# SOURCE RECORDS
▼
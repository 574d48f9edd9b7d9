//! SQLite-backed [`IdempotencyStore`] (spec.md §4.9, §6).
//!
//! Single table `smtp_idempotency(key TEXT PRIMARY KEY, status INTEGER,
//! first_seen_at, last_update)`. `claim` is an `INSERT … ON CONFLICT(key) DO
//! NOTHING` whose reported row count tells the caller whether it actually
//! won the race — at-most-one caller observes `true` per key, matching the
//! schema auto-create / claim discipline spec.md §8 requires of the SQL
//! sinks' `verifiedTables` cache, applied here to idempotency keys instead
//! of table names.

use std::time::Duration;

use async_trait::async_trait;
use chrono::Utc;
use hermod_core::{IdempotencyRecord, IdempotencyStatus, IdempotencyStore};
use sqlx::sqlite::{SqliteConnectOptions, SqlitePoolOptions};
use sqlx::{Row, SqlitePool};
use tracing::debug;

pub struct SqliteIdempotencyStore {
    pool: SqlitePool,
}

impl SqliteIdempotencyStore {
    /// Open (creating if absent) a SQLite idempotency store at `path`, and
    /// ensure the `smtp_idempotency` table exists.
    pub async fn open(path: &str) -> anyhow::Result<Self> {
        let options = SqliteConnectOptions::new()
            .filename(path)
            .create_if_missing(true)
            .busy_timeout(Duration::from_secs(5));
        let pool = SqlitePoolOptions::new().max_connections(4).connect_with(options).await?;
        sqlx::query(
            r#"
            CREATE TABLE IF NOT EXISTS smtp_idempotency (
                key TEXT PRIMARY KEY,
                status INTEGER NOT NULL,
                first_seen_at TEXT NOT NULL,
                last_update TEXT NOT NULL
            )
            "#,
        )
        .execute(&pool)
        .await?;
        Ok(Self { pool })
    }

    #[cfg(test)]
    async fn in_memory() -> anyhow::Result<Self> {
        let pool = SqlitePoolOptions::new()
            .max_connections(4)
            .connect("sqlite::memory:")
            .await?;
        sqlx::query(
            r#"
            CREATE TABLE IF NOT EXISTS smtp_idempotency (
                key TEXT PRIMARY KEY,
                status INTEGER NOT NULL,
                first_seen_at TEXT NOT NULL,
                last_update TEXT NOT NULL
            )
            "#,
        )
        .execute(&pool)
        .await?;
        Ok(Self { pool })
    }
}

#[async_trait]
impl IdempotencyStore for SqliteIdempotencyStore {
    async fn claim(&self, key: &str) -> anyhow::Result<bool> {
        let now = Utc::now().to_rfc3339();
        let result = sqlx::query(
            r#"
            INSERT INTO smtp_idempotency (key, status, first_seen_at, last_update)
            VALUES (?1, ?2, ?3, ?3)
            ON CONFLICT(key) DO NOTHING
            "#,
        )
        .bind(key)
        .bind(IdempotencyStatus::Claimed as i32)
        .bind(&now)
        .execute(&self.pool)
        .await?;

        let claimed = result.rows_affected() == 1;
        debug!(key, claimed, "idempotency claim");
        Ok(claimed)
    }

    async fn mark_sent(&self, key: &str) -> anyhow::Result<()> {
        let now = Utc::now().to_rfc3339();
        sqlx::query(
            r#"UPDATE smtp_idempotency SET status = ?1, last_update = ?2 WHERE key = ?3"#,
        )
        .bind(IdempotencyStatus::Sent as i32)
        .bind(&now)
        .bind(key)
        .execute(&self.pool)
        .await?;
        Ok(())
    }

    async fn get(&self, key: &str) -> anyhow::Result<Option<IdempotencyRecord>> {
        let row = sqlx::query(
            r#"SELECT key, status, first_seen_at, last_update FROM smtp_idempotency WHERE key = ?1"#,
        )
        .bind(key)
        .fetch_optional(&self.pool)
        .await?;

        Ok(match row {
            None => None,
            Some(row) => {
                let status: i32 = row.try_get("status")?;
                let status = if status == IdempotencyStatus::Sent as i32 {
                    IdempotencyStatus::Sent
                } else {
                    IdempotencyStatus::Claimed
                };
                let first_seen_at: String = row.try_get("first_seen_at")?;
                let last_update: String = row.try_get("last_update")?;
                Some(IdempotencyRecord {
                    key: row.try_get("key")?,
                    status,
                    first_seen_at: chrono::DateTime::parse_from_rfc3339(&first_seen_at)?
                        .with_timezone(&Utc),
                    last_update: chrono::DateTime::parse_from_rfc3339(&last_update)?
                        .with_timezone(&Utc),
                })
            }
        })
    }
}

#[cfg(test)]
mod tests {
    use super::*;

    #[tokio::test]
    async fn claim_is_at_most_once_per_key() {
        let store = SqliteIdempotencyStore::in_memory().await.unwrap();
        assert!(store.claim("m1").await.unwrap());
        assert!(!store.claim("m1").await.unwrap());
    }

    #[tokio::test]
    async fn mark_sent_transitions_status() {
        let store = SqliteIdempotencyStore::in_memory().await.unwrap();
        store.claim("m1").await.unwrap();
        store.mark_sent("m1").await.unwrap();
        let record = store.get("m1").await.unwrap().unwrap();
        assert_eq!(record.status, IdempotencyStatus::Sent);
    }

    #[tokio::test]
    async fn concurrent_claims_yield_exactly_one_winner() {
        let store = std::sync::Arc::new(SqliteIdempotencyStore::in_memory().await.unwrap());
        let mut handles = Vec::new();
        for _ in 0..8 {
            let store = store.clone();
            handles.push(tokio::spawn(async move { store.claim("shared").await.unwrap() }));
        }
        let mut wins = 0;
        for h in handles {
            if h.await.unwrap() {
                wins += 1;
            }
        }
        assert_eq!(wins, 1);
    }
}
//! The engine (spec.md §4.10): the coordinator that pumps messages from a
//! single configured [`hermod_core::Source`] to its configured
//! [`hermod_core::Sink`]s, with batching, retry/backoff, readiness polling
//! and Prometheus metrics.

pub mod backoff;
pub mod engine;
pub mod metrics;
pub mod ring;

pub use engine::Engine;
fn build_message(
    rel: &RelationInfo,
    operation: Operation,
    old: Option<&[TupleData]>,
    new: Option<&[TupleData]>,
    wal_start: i64,
) -> Result<Message, HermodError> {
    let mut msg = Message::default();
    msg.set_operation(operation)
        .set_schema(rel.namespace.clone())
        .set_table(rel.name.clone())
        .set_metadata("source", "postgres")
        .set_metadata("lsn", wal_start.to_string());

    if let Some(new) = new {
        let (obj, id) = tuple_to_json(rel, new);
        msg.set_after(serde_json::to_vec(&obj).unwrap_or_default());
        msg.set_id(id);
    }
    if let Some(old) = old {
        let (obj, id) = tuple_to_json(rel, old);
        msg.set_before(serde_json::to_vec(&obj).unwrap_or_default());
        if msg.id().is_empty() {
            msg.set_id(id);
        }
    }
    if msg.id().is_empty() {
        msg.set_id(format!("{}.{}:{}", rel.namespace, rel.name, wal_start));
    }
    msg.ensure_data_from_after();
    Ok(msg)
}

fn tuple_to_json(rel: &RelationInfo, tuple: &[TupleData]) -> (serde_json::Map<String, serde_json::Value>, String) {
    let mut obj = serde_json::Map::new();
    let mut key_parts = Vec::new();
    for (col, value) in rel.columns.iter().zip(tuple.iter()) {
        let json_value = match value {
            TupleData::Null => serde_json::Value::Null,
            TupleData::UnchangedToast => continue,
            TupleData::Text(bytes) => {
                let s = String::from_utf8_lossy(bytes).to_string();
                if col.is_key {
                    key_parts.push(s.clone());
                }
                serde_json::Value::String(s)
            }
        };
        obj.insert(col.name.clone(), json_value);
    }
    (obj, key_parts.join(":"))
}

async fn send_standby_status<S>(stream: &mut std::pin::Pin<&mut S>, write_lsn: i64, flush_lsn: i64) -> Result<(), HermodError>
where
    S: futures::Sink<Bytes, Error = tokio_postgres::Error>,
{
    let mut buf = BytesMut::with_capacity(34);
    buf.put_u8(b'r');
    buf.put_i64(write_lsn);
    buf.put_i64(flush_lsn);
    buf.put_i64(flush_lsn);
    buf.put_i64(postgres_now_micros());
    buf.put_u8(0);
    stream
        .as_mut()
        .send(buf.freeze())
        .await
        .map_err(|e| HermodError::TransientIo(e.into()))
}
▲
# WHAT IS NEEDED
Transcribe, word for word, the data above from its first line through the line with "use chrono::Utc;", and include nothing else.

# RESPONSE
repository 574d48f9edd9b7d9
//! SQLite-backed [`IdempotencyStore`] (spec.md §4.9, §6).
//!
//! Single table `smtp_idempotency(key TEXT PRIMARY KEY, status INTEGER,
//! first_seen_at, last_update)`. `claim` is an `INSERT … ON CONFLICT(key) DO
//! NOTHING` whose reported row count tells the caller whether it actually
//! won the race — at-most-one caller observes `true` per key, matching the
//! schema auto-create / claim discipline spec.md §8 requires of the SQL
//! sinks' `verifiedTables` cache, applied here to idempotency keys instead
//! of table names.

use std::time::Duration;

use async_trait::async_trait;
use chrono::Utc;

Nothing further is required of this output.